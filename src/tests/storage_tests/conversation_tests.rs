// Conversation Tests - Testing the Conversation record

use crate::storage::conversation::{DEFAULT_EMOJI, DEFAULT_THEME};
use crate::storage::{Conversation, ConversationStatus};
use crate::Error;

fn direct() -> Conversation {
    Conversation::create(["u1", "u2"], false, None, None).expect("Failed to create direct")
}

fn group_with_admin() -> Conversation {
    Conversation::create(
        ["u1", "u2", "u3"],
        true,
        Some("Weekend".to_string()),
        Some("u1".to_string()),
    )
    .expect("Failed to create group")
}

#[test]
fn test_create_direct_defaults() {
    let chat = direct();

    assert!(!chat.is_group);
    assert_eq!(chat.participants.len(), 2);
    assert!(chat.unread_count.is_empty());
    assert!(chat.archived_by.is_empty());
    assert!(chat.muted_by.is_empty());
    assert!(chat.typing_users.is_empty());
    assert!(chat.pinned_message_ids.is_empty());
    assert_eq!(chat.theme, DEFAULT_THEME);
    assert_eq!(chat.emoji, DEFAULT_EMOJI);
    assert_eq!(chat.status, ConversationStatus::Active);
    assert_eq!(chat.revision, 0);
    assert_eq!(chat.created_at, chat.updated_at);

    for user in ["u1", "u2"] {
        assert_eq!(chat.unread_for(user), 0);
        assert!(!chat.is_archived_by(user));
        assert!(!chat.is_muted_by(user));
    }
}

#[test]
fn test_create_assigns_unique_ids() {
    let a = direct();
    let b = direct();
    assert_ne!(a.id, b.id);
    assert!(uuid::Uuid::parse_str(&a.id).is_ok());
}

#[test]
fn test_create_direct_with_group_name_fails() {
    let result = Conversation::create(["u1", "u2"], false, Some("X".to_string()), None);
    assert!(matches!(result, Err(Error::InvalidParticipants(_))));
}

#[test]
fn test_create_direct_with_admin_fails() {
    let result = Conversation::create(["u1", "u2"], false, None, Some("u1".to_string()));
    assert!(matches!(result, Err(Error::InvalidParticipants(_))));
}

#[test]
fn test_create_direct_needs_exactly_two() {
    let result = Conversation::create(["u1", "u2", "u3"], false, None, None);
    assert!(matches!(result, Err(Error::InvalidParticipants(_))));
}

#[test]
fn test_create_collapses_duplicates() {
    // Two copies of the same user are one participant
    let result = Conversation::create(["u1", "u1"], false, None, None);
    assert!(matches!(result, Err(Error::InvalidParticipants(_))));

    let result = Conversation::create(["u1", "u1", "u2"], true, None, None);
    let group = result.expect("Failed to create group");
    assert_eq!(group.participants.len(), 2);
}

#[test]
fn test_create_group_admin_must_be_participant() {
    let result = Conversation::create(["u1", "u2"], true, None, Some("u9".to_string()));
    assert!(matches!(result, Err(Error::InvalidParticipants(_))));
}

#[test]
fn test_create_group_of_one_fails() {
    let result = Conversation::create(["u1"], true, Some("solo".to_string()), None);
    assert!(matches!(result, Err(Error::InvalidParticipants(_))));
}

#[test]
fn test_record_message_skips_sender() {
    let mut chat = group_with_admin();

    chat.record_incoming_message("u1", "m1").expect("Failed to record");
    chat.record_incoming_message("u1", "m2").expect("Failed to record");
    chat.record_incoming_message("u2", "m3").expect("Failed to record");

    assert_eq!(chat.unread_for("u1"), 1);
    assert_eq!(chat.unread_for("u2"), 2);
    assert_eq!(chat.unread_for("u3"), 3);
    assert_eq!(chat.last_message_id.as_deref(), Some("m3"));
    assert!(chat.updated_at >= chat.created_at);
}

#[test]
fn test_record_message_from_stranger_fails() {
    let mut chat = direct();

    let result = chat.record_incoming_message("u9", "m1");
    assert!(matches!(result, Err(Error::NotParticipant { .. })));
    assert!(chat.last_message_id.is_none());
    assert!(chat.unread_count.is_empty());
}

#[test]
fn test_record_message_clears_sender_typing() {
    let mut chat = direct();
    chat.start_typing("u1").expect("Failed to start typing");

    chat.record_incoming_message("u1", "m1").expect("Failed to record");
    assert!(!chat.typing_users.contains("u1"));
}

#[test]
fn test_direct_scenario_unread_then_read() {
    let mut chat = direct();

    chat.record_incoming_message("u1", "m1").expect("Failed to record");
    assert_eq!(chat.unread_for("u2"), 1);
    assert_eq!(chat.unread_for("u1"), 0);

    assert!(chat.mark_read("u2").expect("Failed to mark read"));
    assert_eq!(chat.unread_for("u2"), 0);
}

#[test]
fn test_mark_read_idempotent() {
    let mut chat = direct();
    chat.record_incoming_message("u1", "m1").expect("Failed to record");

    assert!(chat.mark_read("u2").expect("Failed to mark read"));
    let after_first = chat.clone();

    assert!(!chat.mark_read("u2").expect("Failed to mark read"));
    assert_eq!(chat.unread_for("u2"), 0);
    assert_eq!(chat.updated_at, after_first.updated_at);
}

#[test]
fn test_mark_read_non_participant_fails() {
    let mut chat = direct();
    let result = chat.mark_read("u9");
    assert!(matches!(result, Err(Error::NotParticipant { .. })));
}

#[test]
fn test_archive_and_mute_flags() {
    let mut chat = direct();

    assert!(chat.set_archived("u1", true).expect("Failed to archive"));
    assert!(!chat.set_archived("u1", true).expect("Failed to archive"));
    assert!(chat.is_archived_by("u1"));
    assert!(!chat.is_archived_by("u2"));

    assert!(chat.set_muted("u2", true).expect("Failed to mute"));
    assert!(chat.is_muted_by("u2"));

    assert!(chat.set_archived("u1", false).expect("Failed to unarchive"));
    assert!(!chat.is_archived_by("u1"));
    assert!(!chat.archived_by.contains_key("u1"));

    assert!(!chat.set_muted("u1", false).expect("Failed to unmute"));
}

#[test]
fn test_flags_require_membership() {
    let mut chat = direct();
    assert!(matches!(
        chat.set_archived("u9", true),
        Err(Error::NotParticipant { .. })
    ));
    assert!(matches!(
        chat.set_muted("u9", true),
        Err(Error::NotParticipant { .. })
    ));
}

#[test]
fn test_typing_idempotent() {
    let mut chat = direct();

    assert!(chat.start_typing("u1").expect("Failed to start typing"));
    assert!(!chat.start_typing("u1").expect("Failed to start typing"));
    assert_eq!(chat.typing_users.len(), 1);

    assert!(chat.stop_typing("u1").expect("Failed to stop typing"));
    assert!(!chat.stop_typing("u1").expect("Failed to stop typing"));
    assert!(chat.typing_users.is_empty());
}

#[test]
fn test_add_participant_direct_fails() {
    let mut chat = direct();
    let result = chat.add_participant("u3");
    assert!(matches!(result, Err(Error::NotGroupConversation(_))));
    assert_eq!(chat.participants.len(), 2);
}

#[test]
fn test_remove_participant_direct_fails() {
    let mut chat = direct();
    let result = chat.remove_participant("u1");
    assert!(matches!(result, Err(Error::NotGroupConversation(_))));
}

#[test]
fn test_add_existing_participant_noop() {
    let mut chat = group_with_admin();
    assert!(!chat.add_participant("u2").expect("Failed to add"));
    assert!(chat.add_participant("u4").expect("Failed to add"));
    assert_eq!(chat.participants.len(), 4);
}

#[test]
fn test_remove_participant_purges_state() {
    let mut chat = group_with_admin();
    chat.record_incoming_message("u1", "m1").expect("Failed to record");
    chat.set_archived("u2", true).expect("Failed to archive");
    chat.set_muted("u2", true).expect("Failed to mute");
    chat.start_typing("u2").expect("Failed to start typing");

    assert!(chat.remove_participant("u2").expect("Failed to remove"));

    assert!(!chat.is_participant("u2"));
    assert!(!chat.unread_count.contains_key("u2"));
    assert!(!chat.archived_by.contains_key("u2"));
    assert!(!chat.muted_by.contains_key("u2"));
    assert!(!chat.typing_users.contains("u2"));
    assert!(chat.keys_within_participants());
}

#[test]
fn test_remove_admin_unsets_admin() {
    let mut chat = group_with_admin();

    chat.remove_participant("u1").expect("Failed to remove");

    assert!(chat.admin_id.is_none());
    let remaining: Vec<&str> = chat.participants.iter().map(String::as_str).collect();
    assert_eq!(remaining, vec!["u2", "u3"]);
}

#[test]
fn test_remove_non_member_noop() {
    let mut chat = group_with_admin();
    assert!(!chat.remove_participant("u9").expect("Failed to remove"));
    assert_eq!(chat.participants.len(), 3);
}

#[test]
fn test_remove_last_participant_deletes() {
    let mut chat = group_with_admin();
    for user in ["u1", "u2", "u3"] {
        chat.remove_participant(user).expect("Failed to remove");
    }

    assert!(chat.is_deleted());
    assert!(chat.participants.is_empty());

    assert!(matches!(
        chat.record_incoming_message("u1", "m1"),
        Err(Error::ConversationNotFound(_))
    ));
    assert!(matches!(chat.mark_read("u1"), Err(Error::ConversationNotFound(_))));
    assert!(matches!(chat.pin("m1"), Err(Error::ConversationNotFound(_))));
    assert!(matches!(chat.unpin("m1"), Err(Error::ConversationNotFound(_))));
    assert!(matches!(chat.add_participant("u1"), Err(Error::ConversationNotFound(_))));
    assert!(matches!(chat.remove_participant("u1"), Err(Error::ConversationNotFound(_))));
    assert!(matches!(chat.start_typing("u1"), Err(Error::ConversationNotFound(_))));
    assert!(matches!(chat.set_theme("dark"), Err(Error::ConversationNotFound(_))));
    assert!(matches!(chat.mark_deleted(), Err(Error::ConversationNotFound(_))));
}

#[test]
fn test_pin_and_unpin_idempotent() {
    let mut chat = direct();

    assert!(chat.pin("m1").expect("Failed to pin"));
    assert!(!chat.pin("m1").expect("Failed to pin"));
    assert!(chat.pin("m2").expect("Failed to pin"));
    assert_eq!(chat.pinned_message_ids, vec!["m1", "m2"]);

    assert!(chat.unpin("m1").expect("Failed to unpin"));
    assert!(!chat.unpin("m1").expect("Failed to unpin"));
    assert_eq!(chat.pinned_message_ids, vec!["m2"]);
}

#[test]
fn test_rename_group() {
    let mut chat = group_with_admin();
    assert!(
        chat.rename_group(Some("Trip".to_string()), Some("https://img/trip.png".to_string()))
            .expect("Failed to rename")
    );
    assert_eq!(chat.group_name.as_deref(), Some("Trip"));
    assert_eq!(chat.group_avatar.as_deref(), Some("https://img/trip.png"));

    let mut dm = direct();
    assert!(matches!(
        dm.rename_group(Some("Nope".to_string()), None),
        Err(Error::NotGroupConversation(_))
    ));
}

#[test]
fn test_theme_and_emoji() {
    let mut chat = direct();
    assert!(chat.set_theme("ocean").expect("Failed to set theme"));
    assert!(!chat.set_theme("ocean").expect("Failed to set theme"));
    assert!(chat.set_emoji("🔥").expect("Failed to set emoji"));
    assert_eq!(chat.theme, "ocean");
    assert_eq!(chat.emoji, "🔥");
}

#[test]
fn test_peer_of() {
    let chat = direct();
    assert_eq!(chat.peer_of("u1"), Some("u2"));
    assert_eq!(chat.peer_of("u2"), Some("u1"));
    assert_eq!(chat.peer_of("u9"), None);
    assert_eq!(group_with_admin().peer_of("u1"), None);
}

#[test]
fn test_serialization_skips_typing() {
    let mut chat = group_with_admin();
    chat.start_typing("u2").expect("Failed to start typing");
    chat.record_incoming_message("u3", "m1").expect("Failed to record");

    let json = serde_json::to_string(&chat).expect("Failed to serialize");
    assert!(!json.contains("typing_users"));

    let loaded: Conversation = serde_json::from_str(&json).expect("Failed to deserialize");
    assert!(loaded.typing_users.is_empty());
    assert_eq!(loaded.unread_for("u1"), 1);
    assert_eq!(loaded.admin_id.as_deref(), Some("u1"));
    assert_eq!(loaded.group_name.as_deref(), Some("Weekend"));
}

#[test]
fn test_deserialize_minimal_document() {
    // Documents written before per-user maps existed
    let json = r#"{
        "id": "c1",
        "participants": ["a", "b"],
        "is_group": false,
        "theme": "default",
        "emoji": "👍",
        "created_at": "2024-01-01T00:00:00Z",
        "updated_at": "2024-01-01T00:00:00Z"
    }"#;

    let chat: Conversation = serde_json::from_str(json).expect("Failed to deserialize");
    assert_eq!(chat.status, ConversationStatus::Active);
    assert!(chat.unread_count.is_empty());
    assert!(chat.pinned_message_ids.is_empty());
    assert_eq!(chat.revision, 0);
}

#[test]
fn test_unread_count_saturates() {
    let mut chat = direct();
    chat.unread_count.insert("u2".to_string(), u32::MAX);

    chat.record_incoming_message("u1", "m1").expect("Failed to record");

    assert_eq!(chat.unread_for("u2"), u32::MAX);
    assert_eq!(chat.unread_for("u1"), 0);
    assert_eq!(chat.last_message_id.as_deref(), Some("m1"));
}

—————

Your assignment – Each line carrying the string "Weekend" should be copied out from the entries.

Answer space –
        Some("Weekend".to_string()),
    assert_eq!(loaded.group_name.as_deref(), Some("Weekend"));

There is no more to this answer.